Der Senat folge dem Gericht hinsichtlich der Inhalte und Wirkungen der Ausscheidungsvereinbarung nicht. Vielmehr habe der Kläger einen Anspruch auf Schuldbefreiung nach § 1 Abs. 4 PartGG i.V.m. § 738 Abs. 1 S. 1 Var. 2 BGB. Als Surrogat für den Verlust seiner Partnerstellung erhalte er einen gegen die Partnergesellschaft gerichteten schuldrechtlichen Anspruch auf Abfindung gemäß § 738 Abs. 1 S. 2 Fall 3 BGB, welcher sich zudem gleichzeitig gegen die in der Sozietät gebliebenen Gesellschafter richte. Dies folge daraus, dass zu den Verbindlichkeiten, für die die Gesellschafter persönlich haften, auch der Abfindungsanspruch eines ausgeschiedenen Gesellschafters gehöre.

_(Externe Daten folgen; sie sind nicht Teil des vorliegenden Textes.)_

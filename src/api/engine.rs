use chrono::FixedOffset;
use serde::{Deserialize, Serialize};

use crate::core::{Aggregation, DateKey, RegionKey};
use crate::error::ChartResult;
use crate::interaction::{RegionSelection, ViewportController};

use super::ChartConfig;

/// Data availability as the UI should present it.
#[derive(Debug, Clone, PartialEq, Eq, Serialize, Deserialize)]
#[serde(rename_all = "snake_case", tag = "state")]
pub enum LoadStatus {
    Idle,
    Loading,
    Ready,
    /// Loaded successfully, nothing to chart.
    Empty,
    /// Last fetch failed. Previously loaded data, if any, is still served.
    Failed { message: String },
}

/// Identifies one fetch so that only the latest completion is applied.
#[derive(Debug, Clone, Copy, PartialEq, Eq, Hash)]
pub struct FetchTicket(pub(super) u64);

/// Composition root: owns the cached aggregation and the session state, and is
/// the only place where any of it changes.
///
/// Selection and viewport changes only re-slice the cached aggregation; the
/// aggregator runs again only when new data is loaded.
#[derive(Debug, Clone)]
pub struct IssueChart {
    pub(super) config: ChartConfig,
    pub(super) offset: FixedOffset,
    pub(super) status: LoadStatus,
    pub(super) aggregation: Aggregation,
    pub(super) selection: RegionSelection,
    pub(super) viewport: ViewportController,
    pub(super) selected_date: Option<DateKey>,
    pub(super) fetch_generation: u64,
    pub(super) pending_fetch: Option<u64>,
}

impl IssueChart {
    pub fn new(config: ChartConfig) -> ChartResult<Self> {
        let config = config.validate()?;
        let offset = config.utc_offset()?;
        let selection = RegionSelection::new(&config.regions);
        let viewport = ViewportController::new(config.viewport_behavior);

        Ok(Self {
            config,
            offset,
            status: LoadStatus::Idle,
            aggregation: Aggregation::default(),
            selection,
            viewport,
            selected_date: None,
            fetch_generation: 0,
            pending_fetch: None,
        })
    }

    #[must_use]
    pub fn config(&self) -> &ChartConfig {
        &self.config
    }

    #[must_use]
    pub fn status(&self) -> &LoadStatus {
        &self.status
    }

    #[must_use]
    pub fn aggregation(&self) -> &Aggregation {
        &self.aggregation
    }

    #[must_use]
    pub fn has_data(&self) -> bool {
        !self.aggregation.is_empty()
    }

    /// Legend label: catalog name, the unknown label, or the raw id.
    #[must_use]
    pub fn region_label(&self, region: RegionKey) -> String {
        match region {
            RegionKey::Unknown => self.config.unknown_region_label.clone(),
            RegionKey::Id(_) => self
                .config
                .regions
                .name(region)
                .map_or_else(|| region.to_string(), str::to_owned),
        }
    }
}
use indexmap::IndexSet;

use crate::core::{DateKey, RegionKey, SeriesPoint, date_key};

use super::IssueChart;

impl IssueChart {
    /// Points inside the viewport with hidden regions removed.
    ///
    /// `total` on each returned point is recomputed over the regions that stay
    /// visible.
    #[must_use]
    pub fn visible_series(&self) -> Vec<SeriesPoint> {
        let range = self.visible_range();
        self.aggregation.series()[range]
            .iter()
            .map(|point| point.retain_regions(|region| self.selection.is_visible(region)))
            .collect()
    }

    /// Every region that occurs in the loaded data, in legend order: catalog
    /// regions first, then ids missing from the catalog, then `unknown`.
    #[must_use]
    pub fn data_regions(&self) -> Vec<RegionKey> {
        let present: IndexSet<RegionKey> = self
            .aggregation
            .series()
            .iter()
            .flat_map(|point| point.counts().map(|(region, _)| region))
            .collect();

        let mut ordered: Vec<RegionKey> = self
            .config
            .regions
            .keys()
            .filter(|region| present.contains(region))
            .collect();
        let mut outside_catalog: Vec<RegionKey> = present
            .iter()
            .copied()
            .filter(|region| !self.config.regions.contains(*region))
            .collect();
        outside_catalog.sort();
        ordered.extend(outside_catalog);
        ordered
    }

    /// Regions with their own line on the chart.
    #[must_use]
    pub fn visible_regions(&self) -> Vec<RegionKey> {
        self.data_regions()
            .into_iter()
            .filter(|region| self.selection.is_visible(*region))
            .collect()
    }

    /// Position of today inside [`Self::visible_series`], if it is on screen.
    #[must_use]
    pub fn today_position(&self) -> Option<usize> {
        self.position_in_window(&date_key::today_key())
    }

    /// Position of `date` inside [`Self::visible_series`], if it is on screen.
    #[must_use]
    pub fn position_in_window(&self, date: &DateKey) -> Option<usize> {
        let range = self.visible_range();
        self.aggregation
            .position_of(date)
            .filter(|position| range.contains(position))
            .map(|position| position - range.start)
    }

    #[must_use]
    pub fn today_key(&self) -> DateKey {
        date_key::today_key()
    }
}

Die Ausscheidungsvereinbarung nimmt ausdrücklich auf die Abfindungsregelung im Partnerschaftsvertrag Bezug. Letzterer komme nach Beurteilung des Senats allerdings lediglich eine interne Verteilungsregelung zu. Es gebe keine Hinweise darauf, dass die Parteien eine Abweichung von der gesetzlichen Regelung und die Hinderung der Inanspruchnahme der Gesellschaft gewollt haben. Auch spreche die Zahlung früherer Raten durch die Gesellschaft und die Tatsache, dass Abfindungen anderer ausscheidenden Gesellschafter von der Gesellschaft selbst gezahlt wurden, dafür, dass die Vertragsparteien die Klausel ebenfalls in der Vergangenheit so verstanden haben. Mit Blick auf die praktische Umsetzung der Abfindungszahlung wäre es zudem für den ausgeschiedenen Gesellschafter nicht vorteilhaft die noch vorhandenen Gesellschafter in Anspruch zu nehmen, da er die jeweiligen Überschussanteile nicht kenne. Materiell-rechtlich hafte somit die vormals Beklagte zu 1. Der vormals Beklagte zu 2 und die Beklagten zu 3 und 4 haften hierfür akzessorisch.
Das Gericht hält allerdings fest, dass die Beklagten 3 und 4 die Rechtskraft des klageabweisenden Urteils gegen die Gesellschaft eingewandt hätten. Die Entscheidung bezüglich der Beklagten zu 1 sei in Rechtskraft erwachsen, da der alleinig beschwerte Kläger keine Berufung innerhalb der Berufungsfrist eingelegt habe. Die Beklagten zu 3 und 4 können entgegen der Meinung des Klägers ihre Berufung auch nicht auf die Bekämpfung der Abweisung gegen die Beklagte zu 1 erweitern.
Ein Abfindungsanspruch eines ausscheidenden Gesellschafters richtet sich nach den gesetzlichen Vorschriften gegen die Gesellschaft. Sollte gewollt sein, dass sich der Anspruch ausschließlich gegen die Gesellschafter persönlich richten soll, dann sollte dies ausdrücklich im Gesellschaftsvertrag dargelegt werden. Dabei könnte zur Klarstellung eine ausdrückliche Abweichung vom gesetzlichen Normalfall hilfreich sein. Darüber hinaus sollte innerhalb der Berufungsfrist Berufung eingelegt werden, falls ein Gericht einen Anspruch gegen die Gesellschaft ablehnt. Dies ist zwar mit Prozesskosten verbunden, verhindert aber eine Enttäuschung, sollte ein Gericht hinterher anders entscheiden als das erstinstanzliche Gericht.